» **The task**: Search the data below for the string "resources" and copy all lines where it shows up.

Dataset excerpts
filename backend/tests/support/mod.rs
use std::collections::HashSet;
use std::sync::Mutex;

static ENV_LOCK: Mutex<()> = Mutex::new(());

/// Runs `f` with environment variables temporarily modified.
///
/// This is panic-safe (restores variables on unwind) and also serializes access to
/// process-global env vars to avoid flaky tests when Rust runs tests in parallel.
///
/// `changes` is a list of `(key, value)` pairs:
/// - `Some(v)` sets the variable to `v`
/// - `None` removes the variable
pub fn with_scoped_env<F, R>(changes: &[(&str, Option<&str>)], f: F) -> R
where
    F: FnOnce() -> R,
{
    let _lock = ENV_LOCK.lock().expect("ENV_LOCK poisoned");
    let _guard = ScopedEnv::new(changes);
    f()
}

struct ScopedEnv {
    snapshot: Vec<(String, Option<String>)>,
}

impl ScopedEnv {
    fn new(changes: &[(&str, Option<&str>)]) -> Self {
        let keys: HashSet<&str> = changes.iter().map(|(k, _)| *k).collect();
        let snapshot = keys
            .into_iter()
            .map(|k| (k.to_string(), std::env::var(k).ok()))
            .collect::<Vec<_>>();

        for (k, v) in changes {
            match v {
                Some(val) => std::env::set_var(k, val),
                None => std::env::remove_var(k),
            }
        }

        Self { snapshot }
    }
}

impl Drop for ScopedEnv {
    fn drop(&mut self) {
        for (k, v) in self.snapshot.drain(..) {
            match v {
                Some(val) => std::env::set_var(&k, val),
                None => std::env::remove_var(&k),
            }
        }
    }
}
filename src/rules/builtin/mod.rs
//! Builtin rule catalogue.
//!
//! Each module contributes one rule via an explicit `rule()` call; the
//! composition root registers them into a `Registry` value. Check functions
//! are pure: they read the block and context, and add results.

pub mod open_firewall;
pub mod open_ingress;
pub mod plain_http;
pub mod public_s3_acl;
pub mod sensitive_variable_default;
pub mod unencrypted_managed_disk;
pub mod unencrypted_s3_bucket;

use super::Rule;

pub fn all_rules() -> Vec<Rule> {
    vec![
        public_s3_acl::rule(),
        plain_http::rule(),
        open_ingress::rule(),
        unencrypted_s3_bucket::rule(),
        unencrypted_managed_disk::rule(),
        open_firewall::rule(),
        sensitive_variable_default::rule(),
    ]
}

/// An attribute that opens a CIDR range to the whole internet, whether
/// written as a list or a bare string.
pub(crate) fn is_open_cidr(attr: &crate::model::Attribute) -> bool {
    for open in ["0.0.0.0/0", "::/0", "*"] {
        if attr.equals(open) || attr.contains(open) {
            return true;
        }
    }
    false
}
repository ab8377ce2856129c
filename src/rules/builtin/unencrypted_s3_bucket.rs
use crate::rules::{CheckResult, Provider, Rule, RuleDocumentation, Severity};

/// AWS017: S3 buckets should define server-side encryption.
pub fn rule() -> Rule {
    Rule {
        id: "AWS017",
        documentation: RuleDocumentation {
            summary: "Unencrypted S3 bucket.",
            explanation: "\
S3 buckets should be encrypted at rest with a customer-managed or AWS-managed \
key. Add a server_side_encryption_configuration block to enable it.",
            impact: "The bucket objects could be read if compromised",
            resolution: "Configure bucket encryption",
            bad_example: r#"
resource "aws_s3_bucket" "bad_example" {
    bucket = "mybucket"
}
"#,
            good_example: r#"
resource "aws_s3_bucket" "good_example" {
    bucket = "mybucket"

    server_side_encryption_configuration {
        rule {
            apply_server_side_encryption_by_default {
                sse_algorithm = "aws:kms"
            }
        }
    }
}
"#,
            links: &[
                "https://docs.aws.amazon.com/AmazonS3/latest/userguide/bucket-encryption.html",
                "https://registry.terraform.io/providers/hashicorp/aws/latest/docs/resources/s3_bucket",
            ],
        },
        provider: Provider::Aws,
        required_kinds: &["resource"],
        required_labels: &["aws_s3_bucket"],
        check: |set, block, _ctx| {
            // No attribute to point at, so the finding covers the block.
            if block.missing_child("server_side_encryption_configuration") {
                set.add(
                    CheckResult::new(format!(
                        "Resource '{}' defines an unencrypted S3 bucket (missing server_side_encryption_configuration block).",
                        block.full_name()
                    ))
                    .with_range(block.range().clone())
                    .with_severity(Severity::Error),
                );
            }
        },
    }
}

#[cfg(test)]
mod tests {
    use crate::rules::scanner::test_support::scan_source;

    #[test]
    fn flags_bucket_without_encryption_block() {
        let results = scan_source(
            r#"
resource "aws_s3_bucket" "data" {
    bucket = "my-data"
}
"#,
        );
        let result = results.iter().find(|r| r.rule_id == "AWS017").unwrap();
        // Range covers the whole block since there is no attribute.
        assert_eq!(result.range.start_line, 2);
        assert_eq!(result.range.end_line, 4);
    }

    #[test]
    fn passes_bucket_with_encryption_block() {
        let results = scan_source(
            r#"
resource "aws_s3_bucket" "data" {
    bucket = "my-data"

    server_side_encryption_configuration {
        rule {
            apply_server_side_encryption_by_default {
                sse_algorithm = "aws:kms"
            }
        }
    }
}
"#,
        );
        assert!(!results.iter().any(|r| r.rule_id == "AWS017"));
    }
}
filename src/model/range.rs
use std::path::PathBuf;

use serde::Serialize;

/// A span in an origin file, in 1-based lines. Every block and attribute in
/// the model carries one so findings can point at real source.
#[derive(Debug, Clone, PartialEq, Eq, Serialize)]
pub struct Range {
    pub file: PathBuf,
    pub start_line: usize,
    pub end_line: usize,
}

impl Range {
    pub fn new(file: impl Into<PathBuf>, start_line: usize, end_line: usize) -> Self {
        Self {
            file: file.into(),
            start_line,
            end_line,
        }
    }
}

impl std::fmt::Display for Range {
    fn fmt(&self, f: &mut std::fmt::Formatter<'_>) -> std::fmt::Result {
        if self.start_line == self.end_line {
            write!(f, "{}:{}", self.file.display(), self.start_line)
        } else {
            write!(
                f,
                "{}:{}-{}",
                self.file.display(),
                self.start_line,
                self.end_line
            )
        }
    }
}

#[cfg(test)]
mod tests {
    use super::*;

    #[test]
    fn single_line_display() {
        let range = Range::new("main.tf", 4, 4);
        assert_eq!(range.to_string(), "main.tf:4");
    }

    #[test]
    fn multi_line_display() {
        let range = Range::new("main.tf", 4, 9);
        assert_eq!(range.to_string(), "main.tf:4-9");
    }
}
use std::path::PathBuf;
use std::process;

use clap::{Parser, Subcommand};
use tracing_subscriber::EnvFilter;

use terraguard::config::Config;
use terraguard::output::OutputFormat;
use terraguard::rules::Registry;
use terraguard::ScanOptions;

#[derive(Parser)]
#[command(
    name = "terraguard",
    about = "Static-analysis security scanner for Terraform-style infrastructure code",
    version
)]
struct Cli {
    #[command(subcommand)]
    command: Commands,
}

#[derive(Subcommand)]
enum Commands {
    /// Scan a configuration directory for security issues
    Scan {
        /// Path to the configuration directory
        #[arg(default_value = ".")]
        path: PathBuf,

        /// Config file path
        #[arg(long, short = 'c')]
        config: Option<PathBuf>,

        /// Output format (console, json)
        #[arg(long, short = 'f', default_value = "console")]
        format: String,

        /// Abort on the first syntax error instead of skipping the file
        #[arg(long)]
        strict: bool,

        /// Include explicit passed records for clean checks
        #[arg(long)]
        include_passed: bool,

        /// Show excluded results, marked ignored, instead of dropping them
        #[arg(long)]
        show_ignored: bool,

        /// Write output to file instead of stdout
        #[arg(long, short = 'o')]
        output: Option<PathBuf>,
    },

    /// List all registered rules
    ListRules {
        /// Output format (table, json)
        #[arg(long, short = 'f', default_value = "table")]
        format: String,
    },

    /// Generate a starter .terraguard.toml config file
    Init {
        /// Overwrite existing config file
        #[arg(long)]
        force: bool,
    },
}

fn main() {
    tracing_subscriber::fmt()
        .with_env_filter(EnvFilter::from_default_env())
        .with_writer(std::io::stderr)
        .init();

    let cli = Cli::parse();

    let result = match cli.command {
        Commands::Scan {
            path,
            config,
            format,
            strict,
            include_passed,
            show_ignored,
            output,
        } => cmd_scan(path, config, format, strict, include_passed, show_ignored, output),
        Commands::ListRules { format } => cmd_list_rules(format),
        Commands::Init { force } => cmd_init(force),
    };

    match result {
        Ok(exit_code) => process::exit(exit_code),
        Err(e) => {
            eprintln!("Error: {}", e);
            process::exit(e.exit_code());
        }
    }
}

#[allow(clippy::too_many_arguments)]
fn cmd_scan(
    path: PathBuf,
    config: Option<PathBuf>,
    format_str: String,
    strict: bool,
    include_passed: bool,
    show_ignored: bool,
    output_path: Option<PathBuf>,
) -> Result<i32, terraguard::error::GuardError> {
    let format = OutputFormat::from_str_lenient(&format_str).unwrap_or_else(|| {
        eprintln!("Warning: unknown format '{}', using console", format_str);
        OutputFormat::Console
    });

    let options = ScanOptions {
        config_path: config,
        strict,
        include_passed,
        show_ignored,
        cancel: None,
    };

    let report = terraguard::scan(&path, &options)?;
    let rendered = terraguard::render_report(&report, format)?;

    match output_path {
        Some(out) => std::fs::write(&out, &rendered)?,
        None => print!("{}", rendered),
    }

    for fault in &report.faults {
        eprintln!(
            "Warning: rule {} faulted on {}: {}",
            fault.rule_id, fault.block, fault.message
        );
    }

    // Exit code: 0 = pass, 1 = failed findings
    Ok(if report.passed() { 0 } else { 1 })
}

fn cmd_list_rules(format_str: String) -> Result<i32, terraguard::error::GuardError> {
    let registry = Registry::with_builtin()?;
    let rules: Vec<_> = registry.rules().map(|r| r.metadata()).collect();

    match format_str.as_str() {
        "json" => {
            let json = serde_json::to_string_pretty(&rules)?;
            println!("{}", json);
        }
        _ => {
            println!("{:<10} {:<10} SUMMARY", "ID", "PROVIDER");
            println!("{}", "-".repeat(72));
            for rule in &rules {
                println!("{:<10} {:<10} {}", rule.id, rule.provider.to_string(), rule.summary);
            }
        }
    }

    Ok(0)
}

fn cmd_init(force: bool) -> Result<i32, terraguard::error::GuardError> {
    let path = PathBuf::from(".terraguard.toml");

    if path.exists() && !force {
        eprintln!(".terraguard.toml already exists. Use --force to overwrite.");
        return Ok(1);
    }

    std::fs::write(&path, Config::starter_toml())?;
    println!("Created .terraguard.toml");

    Ok(0)
}
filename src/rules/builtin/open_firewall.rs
use crate::rules::{CheckResult, Provider, Rule, RuleDocumentation, Severity};

use super::is_open_cidr;

/// GCP003: compute firewall rules open to the internet.
pub fn rule() -> Rule {
    Rule {
        id: "GCP003",
        documentation: RuleDocumentation {
            summary: "An inbound firewall rule allows traffic from /0.",
            explanation: "\
Network security rules should not use very broad subnets. Where possible, \
segments should be broken into smaller subnets and avoid using the /0 range.",
            impact: "The port is exposed for ingress from the internet",
            resolution: "Set a more restrictive source range",
            bad_example: r#"
resource "google_compute_firewall" "bad_example" {
    source_ranges = ["0.0.0.0/0"]
}
"#,
            good_example: r#"
resource "google_compute_firewall" "good_example" {
    source_ranges = ["10.0.0.1/24"]
}
"#,
            links: &[
                "https://cloud.google.com/vpc/docs/using-firewalls",
                "https://registry.terraform.io/providers/hashicorp/google/latest/docs/resources/compute_firewall",
            ],
        },
        provider: Provider::Google,
        required_kinds: &["resource"],
        required_labels: &["google_compute_firewall"],
        check: |set, block, _ctx| {
            let Some(ranges) = block.get_attribute("source_ranges") else {
                return;
            };
            if is_open_cidr(ranges) {
                set.add(
                    CheckResult::new(format!(
                        "Resource '{}' defines a fully open inbound firewall rule.",
                        block.full_name()
                    ))
                    .with_range(ranges.range().clone())
                    .with_attribute_annotation(ranges)
                    .with_severity(Severity::Warning),
                );
            }
        },
    }
}

#[cfg(test)]
mod tests {
    use crate::rules::scanner::test_support::scan_source;

    #[test]
    fn flags_open_source_range() {
        let results = scan_source(
            r#"
resource "google_compute_firewall" "allow_all" {
    source_ranges = ["0.0.0.0/0"]
}
"#,
        );
        assert!(results.iter().any(|r| r.rule_id == "GCP003"));
    }

    #[test]
    fn passes_restricted_source_range() {
        let results = scan_source(
            r#"
resource "google_compute_firewall" "allow_internal" {
    source_ranges = ["10.0.0.1/24"]
}
"#,
        );
        assert!(!results.iter().any(|r| r.rule_id == "GCP003"));
    }
}
use std::path::Path;

use serde::{Deserialize, Serialize};

use crate::error::Result;
use crate::rules::ScanPolicy;

/// Top-level configuration from `.terraguard.toml`.
#[derive(Debug, Clone, Default, Serialize, Deserialize)]
pub struct Config {
    #[serde(default)]
    pub policy: ScanPolicy,
}

impl Config {
    /// Load config from a TOML file. Returns default if file doesn't exist.
    pub fn load(path: &Path) -> Result<Self> {
        if !path.exists() {
            return Ok(Self::default());
        }
        let content = std::fs::read_to_string(path)?;
        let config: Config = toml::from_str(&content)?;
        Ok(config)
    }

    /// Generate a starter config file.
    pub fn starter_toml() -> &'static str {
        r#"# terraguard configuration

[policy]
# Rule IDs whose results are suppressed entirely.
# exclude = ["AWS008"]

# Retain excluded results, marked ignored, instead of dropping them.
# show_ignored = true

# Synthesize an explicit passed record per clean check.
# include_passed = true

# Per-rule severity overrides (info, warning, error).
# [policy.severity_overrides]
# "GEN001" = "info"
"#
    }
}

#[cfg(test)]
mod tests {
    use super::*;
    use crate::rules::Severity;

    #[test]
    fn missing_file_yields_default() {
        let config = Config::load(Path::new("/nonexistent/.terraguard.toml")).unwrap();
        assert!(config.policy.exclude.is_empty());
        assert!(!config.policy.include_passed);
    }

    #[test]
    fn parses_policy_sections() {
        let config: Config = toml::from_str(
            r#"
[policy]
exclude = ["AWS004"]
include_passed = true

[policy.severity_overrides]
"GEN001" = "info"
"#,
        )
        .unwrap();
        assert!(config.policy.exclude.contains("AWS004"));
        assert!(config.policy.include_passed);
        assert_eq!(
            config.policy.severity_overrides.get("GEN001"),
            Some(&Severity::Info)
        );
    }

    #[test]
    fn starter_config_round_trips() {
        let config: Config = toml::from_str(Config::starter_toml()).unwrap();
        assert!(config.policy.exclude.is_empty());
    }
}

» **Result of this exercise**:
                "https://registry.terraform.io/providers/hashicorp/aws/latest/docs/resources/s3_bucket",
                "https://registry.terraform.io/providers/hashicorp/google/latest/docs/resources/compute_firewall",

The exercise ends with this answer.